I was first introduced to Wolverine by the 90’s cartoon X-Men. I remember the first episode and watching him tear apart sentinels with his Adamantium claws. I wanted to be Wolverine so badly that, one year, I even asked for healing powers and an unbreakable skeleton for Christmas. Now the Berserker has become one of the most recognizable characters in the world. He still graces comic covers every week and has taken over the big screen as well. Wolverine has been featured in 6 films, two of which are dedicated to him. The latest, “The Wolverine,” borrows from one of the character’s most revered and acclaimed stories.
Wolverine Vol. 1, or “The Japanese Saga”, as it’s called amongst the comic crowd, is written by acclaimed X-Men scribe Chris Claremont, with art by the one and only Frank Miller. This story follows Logan as he travels back to Japan to reclaim his lost love and restore what little honor he has left. When Claremont and Miller dreamed up this story they meant to change Wolverine forever. They wanted to show Logan was more than a crazed Berserker, and that deep down all he wanted was peace, honor and love.
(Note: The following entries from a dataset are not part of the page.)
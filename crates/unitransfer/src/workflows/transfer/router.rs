use std::sync::Arc;

use axum::{
    extract::{Path, State},
    http::StatusCode,
    response::{IntoResponse, Response},
    routing::{get, post},
    Router,
};
use serde::Deserialize;
use serde_json::json;

use super::domain::{Decision, RequestId, RequestSubmission};
use super::service::{TransferRequestService, TransferServiceError};
use super::store::{RequestStore, StoreError};
use super::views::RequestView;

/// Router builder exposing HTTP endpoints for submission, review, and the
/// two role views.
pub fn transfer_router<R>(service: Arc<TransferRequestService<R>>) -> Router
where
    R: RequestStore + 'static,
{
    Router::new()
        .route(
            "/api/v1/transfers",
            get(list_handler::<R>).post(submit_handler::<R>),
        )
        .route(
            "/api/v1/transfers/views/student",
            get(student_view_handler::<R>),
        )
        .route(
            "/api/v1/transfers/views/admin",
            get(admin_view_handler::<R>),
        )
        .route("/api/v1/transfers/:request_id", get(get_handler::<R>))
        .route(
            "/api/v1/transfers/:request_id/decision",
            post(decide_handler::<R>),
        )
        .with_state(service)
}

/// Body for the admin review endpoint.
#[derive(Debug, Deserialize)]
pub(crate) struct DecisionRequest {
    pub(crate) decision: Decision,
}

pub(crate) async fn submit_handler<R>(
    State(service): State<Arc<TransferRequestService<R>>>,
    axum::Json(submission): axum::Json<RequestSubmission>,
) -> Response
where
    R: RequestStore + 'static,
{
    match service.submit(submission) {
        Ok(request) => {
            let view = RequestView::from_request(&request);
            (StatusCode::CREATED, axum::Json(view)).into_response()
        }
        Err(TransferServiceError::Validation(error)) => {
            let payload = json!({
                "error": error.to_string(),
            });
            (StatusCode::UNPROCESSABLE_ENTITY, axum::Json(payload)).into_response()
        }
        Err(TransferServiceError::Store(StoreError::DuplicateId(id))) => {
            let payload = json!({
                "error": format!("request {id} already exists, resubmit to draw a fresh id"),
            });
            (StatusCode::CONFLICT, axum::Json(payload)).into_response()
        }
        Err(other) => {
            let payload = json!({
                "error": other.to_string(),
            });
            (StatusCode::INTERNAL_SERVER_ERROR, axum::Json(payload)).into_response()
        }
    }
}

pub(crate) async fn list_handler<R>(
    State(service): State<Arc<TransferRequestService<R>>>,
) -> Response
where
    R: RequestStore + 'static,
{
    match service.list() {
        Ok(requests) => {
            let views: Vec<RequestView> = requests.iter().map(RequestView::from_request).collect();
            (StatusCode::OK, axum::Json(views)).into_response()
        }
        Err(error) => internal_error(error),
    }
}

pub(crate) async fn get_handler<R>(
    State(service): State<Arc<TransferRequestService<R>>>,
    Path(request_id): Path<String>,
) -> Response
where
    R: RequestStore + 'static,
{
    let id = RequestId(request_id);
    match service.get(&id) {
        Ok(request) => {
            let view = RequestView::from_request(&request);
            (StatusCode::OK, axum::Json(view)).into_response()
        }
        Err(TransferServiceError::Store(StoreError::NotFound(id))) => not_found(&id),
        Err(other) => internal_error(other),
    }
}

pub(crate) async fn decide_handler<R>(
    State(service): State<Arc<TransferRequestService<R>>>,
    Path(request_id): Path<String>,
    axum::Json(body): axum::Json<DecisionRequest>,
) -> Response
where
    R: RequestStore + 'static,
{
    let id = RequestId(request_id);
    match service.decide(&id, body.decision) {
        Ok(request) => {
            let view = RequestView::from_request(&request);
            (StatusCode::OK, axum::Json(view)).into_response()
        }
        Err(TransferServiceError::Store(StoreError::NotFound(id))) => not_found(&id),
        Err(error @ TransferServiceError::AlreadyDecided { .. }) => {
            let payload = json!({
                "error": error.to_string(),
            });
            (StatusCode::CONFLICT, axum::Json(payload)).into_response()
        }
        Err(other) => internal_error(other),
    }
}

pub(crate) async fn student_view_handler<R>(
    State(service): State<Arc<TransferRequestService<R>>>,
) -> Response
where
    R: RequestStore + 'static,
{
    match service.student_dashboard() {
        Ok(dashboard) => (StatusCode::OK, axum::Json(dashboard)).into_response(),
        Err(error) => internal_error(error),
    }
}

pub(crate) async fn admin_view_handler<R>(
    State(service): State<Arc<TransferRequestService<R>>>,
) -> Response
where
    R: RequestStore + 'static,
{
    match service.admin_dashboard() {
        Ok(dashboard) => (StatusCode::OK, axum::Json(dashboard)).into_response(),
        Err(error) => internal_error(error),
    }
}

fn not_found(id: &RequestId) -> Response {
    let payload = json!({
        "error": format!("request {id} not found"),
    });
    (StatusCode::NOT_FOUND, axum::Json(payload)).into_response()
}

fn internal_error(error: TransferServiceError) -> Response {
    let payload = json!({
        "error": error.to_string(),
    });
    (StatusCode::INTERNAL_SERVER_ERROR, axum::Json(payload)).into_response()
}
In The Japanese saga, Logan is thrust into the middle of a gang war, when he finds out the love of his life is married and her long thought dead father has returned and taken control of the Japanese underground. Claremont and Miller brought new life to Wolverine by taking him away from the fantastical elements of the X-Men and bringing him to the dirty streets of Tokyo. You feel it in every page. This story is like a high octane soap opera with ninjas and samurai. It’s easy to see why any studio would want to make this their tent-pole-summer-blockbuster.
From what I have seen of the feature film, we won’t be getting anything close to Claremont and Miller’s Wolverine. Its presence, however, will be felt. I’m sure you will see deadly ninja assassins and the hint of a love story. I do fear though that the film will be lacking the heart and soul of what makes this story so special. The Japanese Saga fundamentally changes the character and still influences his actions today. This is the period of Logan’s life in which he lost everything and we see every heartbreaking moment. Logan comes to Japan a lost warrior in search of hope and redemption and he finds it, but only long enough to have it torn away just as the light would begin to shine.
Wolverine is forever broken in Japan and Claremont makes you feel every painful snap and bend. He tells a story that acts as a roller-coaster through Logan’s heart as a lover and soul as a warrior. It’s the story of a Ronan; samurai without a master, a man on a journey to take back everything he has lost. Claremont’s saga is beautiful and enthralling, I love reading it and getting lost in the world he thrust Wolverine into. This is only heightened by Miller’s gritty, street level art. The world feels dirty, bloody and violent. Characters are not always attractive and appealing to the eye but feel more alive for it. The fight scenes are crafted with masterful precision by Miller. Each stroke, block and strike counts. You feel the weight and importance of each move. You see the chess game of a warrior play out before your eyes. These scenes are silent and quick but play out much as a battle would between to equal warriors. Both writer and artist display they mastery with Wolverine in this setting and it’s a near perfect story.
Before you head to the theaters and watch Marvel’s most popular character go berserker on the big screen, I really encourage you read Claremont and Miller’s Wolverine first. Although, I am sure Logan’s newest film will be entertaining and only strengthen the characters popular. It is this story that solidified him as a warrior, lover and character with more depth than any other in the Marvel universe. The Japanese Saga will show you there is more to the berserker than cool claws, super human healing, and a pension for living on the darker side of life.